Kenya Power has announced that electricity cost in March has risen by KSh1.20 per unit, including taxes, on the backdrop of increased compensation to expensive diesel plants. This pushes the total bills to above KSh1 billion, given the monthly consumption of over 800 million kWh.
This comes after EPRA raised foreign exchange and fuel adjustment surcharges it levies on March electricity bills. The fuel surcharge has increased to KSh3.54 per kilowatt-hour (kWh) from February’s KSh2.61, rising to the highest levels in nineteen months. On the other hand, the foreign exchange fluctuation has increased slightly to KSh0.77 per kWh, from February’s KSh0.66.
The costly fuel surcharge in power bills is linked to increased reliance on diesel-powered generators to produce electricity, as well as the rise in petroleum cost. EPRA has attributed thermal-powered plants’ increased use to reduced generation from cheaper Lake Turkana Wind Power and a breakdown in one of the country’s hydro-electric dams.

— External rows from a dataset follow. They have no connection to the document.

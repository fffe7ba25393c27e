use std::collections::HashMap;

use super::OLLAMA_HOST_ENV;

/// User variables, plus `OLLAMA_HOST` when a remote server is configured.
/// The remote host wins over a user-supplied `OLLAMA_HOST`.
pub fn resolve_environment(
    user_env: &HashMap<String, String>,
    remote_host: Option<&str>,
) -> HashMap<String, String> {
    let mut envs = user_env.clone();
    if let Some(host) = remote_host {
        envs.insert(OLLAMA_HOST_ENV.to_string(), host.to_string());
    }
    envs
}
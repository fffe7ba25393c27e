mod docker;
mod process;
mod session;

pub use docker::{DockerTaskRunner, WORKSPACE};
pub use process::ProcessTaskRunner;
use std::path::{Path, PathBuf};

use super::task::TaskConfig;
use super::types::AppConfig;

/// Get the default data directory: ~/.ollama-task
pub fn get_data_dir() -> anyhow::Result<PathBuf> {
    let home = dirs::home_dir().ok_or_else(|| anyhow::anyhow!("Cannot determine home directory"))?;
    Ok(home.join(".ollama-task"))
}

pub fn load_default() -> anyhow::Result<AppConfig> {
    // Priority 1: ~/.ollama-task/config.toml (highest)
    let data_dir = get_data_dir()?;
    let user_config = data_dir.join("config.toml");

    // Priority 2: ./config.toml (current directory)
    let local_config = Path::new("config.toml");

    let mut cfg: AppConfig = if user_config.exists() {
        load_from_path(&user_config)?
    } else if local_config.exists() {
        load_from_path(local_config)?
    } else {
        AppConfig::default()
    };

    // Relative storage roots live under the data directory.
    let storage_dir = Path::new(&cfg.storage.directory);
    if storage_dir.is_relative() {
        cfg.storage.directory = data_dir
            .join(storage_dir)
            .to_string_lossy()
            .to_string();
    }

    let relative_workdir = cfg
        .storage
        .workdir
        .as_deref()
        .map(str::trim)
        .filter(|w| !w.is_empty() && Path::new(w).is_relative())
        .map(|w| data_dir.join(w).to_string_lossy().to_string());
    if relative_workdir.is_some() {
        cfg.storage.workdir = relative_workdir;
    }

    // Environment variable overrides (Priority 0: highest)
    if let Ok(v) = std::env::var("OLLAMA_TASK_STORAGE_DIR") {
        if !v.trim().is_empty() {
            cfg.storage.directory = v;
        }
    }
    if let Ok(v) = std::env::var("OLLAMA_TASK_LOG_LEVEL") {
        if !v.trim().is_empty() {
            cfg.logging.level = v;
        }
    }

    Ok(cfg)
}

pub fn load_from_path(path: &Path) -> anyhow::Result<AppConfig> {
    let s = std::fs::read_to_string(path)?;
    Ok(toml::from_str::<AppConfig>(&s)?)
}

/// Reads a task definition from a TOML file.
pub fn load_task(path: &Path) -> anyhow::Result<TaskConfig> {
    let s = std::fs::read_to_string(path)
        .map_err(|e| anyhow::anyhow!("failed to read task file {}: {}", path.display(), e))?;
    toml::from_str::<TaskConfig>(&s)
        .map_err(|e| anyhow::anyhow!("invalid task file {}: {}", path.display(), e))
}

#[cfg(test)]
mod tests {
    use super::*;

    #[test]
    fn loads_task_file_from_disk() {
        let dir = tempfile::tempdir().unwrap();
        let path = dir.path().join("task.toml");
        std::fs::write(
            &path,
            "commands = [\"ollama list --format json > models.json\"]\noutput_files = [\"models.json\"]\n",
        )
        .unwrap();

        let task = load_task(&path).unwrap();
        assert!(task.output_files.is_some());
    }

    #[test]
    fn missing_commands_is_reported_with_the_path() {
        let dir = tempfile::tempdir().unwrap();
        let path = dir.path().join("broken.toml");
        std::fs::write(&path, "host = \"http://localhost:11434\"\n").unwrap();

        let err = load_task(&path).unwrap_err().to_string();
        assert!(err.contains("broken.toml"), "{err}");
    }

    #[test]
    fn app_config_sections_are_optional() {
        let dir = tempfile::tempdir().unwrap();
        let path = dir.path().join("config.toml");
        std::fs::write(&path, "[logging]\nlevel = \"debug\"\n").unwrap();

        let cfg = load_from_path(&path).unwrap();
        assert_eq!(cfg.logging.level, "debug");
        assert_eq!(cfg.storage.directory, "storage");
        assert!(!cfg.storage.keep_workdir);
    }
}
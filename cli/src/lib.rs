//! ollama-task library - exposes modules for unit tests

pub mod app;
pub mod commands;
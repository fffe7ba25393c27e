//! The command execution engine seam.
use std::collections::BTreeMap;

use async_trait::async_trait;
use serde::{Deserialize, Serialize};

use crate::error::TaskError;
use crate::planner::ExecutionRequest;
use crate::storage::StorageUri;

/// Result of one run, passed through to the caller unchanged.
#[derive(Debug, Clone, Serialize, Deserialize)]
pub struct ScriptOutput {
    pub run_id: String,
    pub exit_code: i32,
    /// Declared output file name -> stored artifact.
    pub output_files: BTreeMap<String, StorageUri>,
    pub duration_ms: Option<u64>,
    pub stdout_tail: String,
}

impl ScriptOutput {
    pub fn succeeded(&self) -> bool {
        self.exit_code == 0
    }
}

/// Runs a planned request. Non-zero exit codes are reported in [`ScriptOutput`], not as errors.
#[async_trait]
pub trait CommandExecutor: Send + Sync {
    async fn execute(&self, request: ExecutionRequest) -> Result<ScriptOutput, TaskError>;
}
//! Durable storage for captured output files.
use std::fmt;
use std::path::{Path, PathBuf};

use async_trait::async_trait;
use serde::{Deserialize, Serialize};

/// Reference to a stored artifact, e.g. `file:///home/me/.ollama-task/storage/<run>/out.txt`.
#[derive(Debug, Clone, PartialEq, Eq, PartialOrd, Ord, Hash, Serialize, Deserialize)]
#[serde(transparent)]
pub struct StorageUri(String);

impl StorageUri {
    pub fn from_path(path: &Path) -> Self {
        Self(format!("file://{}", path.display()))
    }

    pub fn as_str(&self) -> &str {
        &self.0
    }

    /// The local path behind a `file://` uri.
    pub fn to_path(&self) -> Option<PathBuf> {
        self.0.strip_prefix("file://").map(PathBuf::from)
    }
}

impl fmt::Display for StorageUri {
    fn fmt(&self, f: &mut fmt::Formatter<'_>) -> fmt::Result {
        f.write_str(&self.0)
    }
}

#[async_trait]
pub trait Storage: Send + Sync {
    /// Copies `local` into storage under `run_id/name`.
    async fn put_file(&self, run_id: &str, name: &str, local: &Path) -> anyhow::Result<StorageUri>;

    /// Size in bytes of a stored artifact, `None` when it does not exist.
    async fn size(&self, uri: &StorageUri) -> anyhow::Result<Option<u64>>;
}
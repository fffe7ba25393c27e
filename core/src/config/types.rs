use serde::{Deserialize, Serialize};

#[derive(Debug, Clone, Default, Serialize, Deserialize)]
pub struct AppConfig {
    #[serde(default)]
    pub logging: LoggingConfig,

    #[serde(default)]
    pub storage: StorageConfig,
}

#[derive(Debug, Clone, Serialize, Deserialize)]
pub struct LoggingConfig {
    #[serde(default = "default_logging_enabled")]
    pub enabled: bool,

    /// If true, log to stderr.
    #[serde(default = "default_logging_console")]
    pub console: bool,

    /// If true, log to a file under `directory` (or OS temp dir if unset).
    #[serde(default = "default_logging_file")]
    pub file: bool,

    /// EnvFilter string, e.g. "info" or "ollama_task_core=debug".
    #[serde(default = "default_logging_level")]
    pub level: String,

    /// Optional directory for log files. If empty or unset, uses OS temp dir.
    #[serde(default)]
    pub directory: Option<String>,
}

fn default_logging_enabled() -> bool {
    true
}

fn default_logging_console() -> bool {
    true
}

fn default_logging_file() -> bool {
    false
}

fn default_logging_level() -> String {
    "info".to_string()
}

impl Default for LoggingConfig {
    fn default() -> Self {
        Self {
            enabled: default_logging_enabled(),
            console: default_logging_console(),
            file: default_logging_file(),
            level: default_logging_level(),
            directory: None,
        }
    }
}

/// Where captured output files and per-run working directories live.
#[derive(Debug, Clone, Serialize, Deserialize)]
pub struct StorageConfig {
    /// Root for captured output files. Relative paths resolve against the data dir.
    #[serde(default = "default_storage_directory")]
    pub directory: String,

    /// Root for per-run working directories. Unset means OS temp dir.
    #[serde(default)]
    pub workdir: Option<String>,

    /// Keep the working directory after the run (useful when debugging commands).
    #[serde(default)]
    pub keep_workdir: bool,
}

fn default_storage_directory() -> String {
    "storage".to_string()
}

impl Default for StorageConfig {
    fn default() -> Self {
        Self {
            directory: default_storage_directory(),
            workdir: None,
            keep_workdir: false,
        }
    }
}
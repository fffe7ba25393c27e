mod io_pump;
mod output;
mod run;
mod traits;
pub mod types;

pub use io_pump::{LineStream, LineTap};
pub use output::{forward_lines, LogConsumer, StdoutLogConsumer};
pub use run::{run_session, RunSessionArgs, DEFAULT_DRAIN_TIMEOUT};
pub use traits::{RunnerSession, TaskRunner};
pub use types::{RunOutcome, RunnerStartArgs, VolumeMount};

The forex levy comprises expenses incurred in foreign currency by power generators such as KenGen, the independent power producers, and Kenya Power.
The KSh1.20 a unit jump in electricity cost is the highest in nearly two years. Kenya Power is now seeking to lower fixed charges in contracts signed with electricity generating companies, a move that will boost its financial performance and lead to reduced electricity cost for consumers.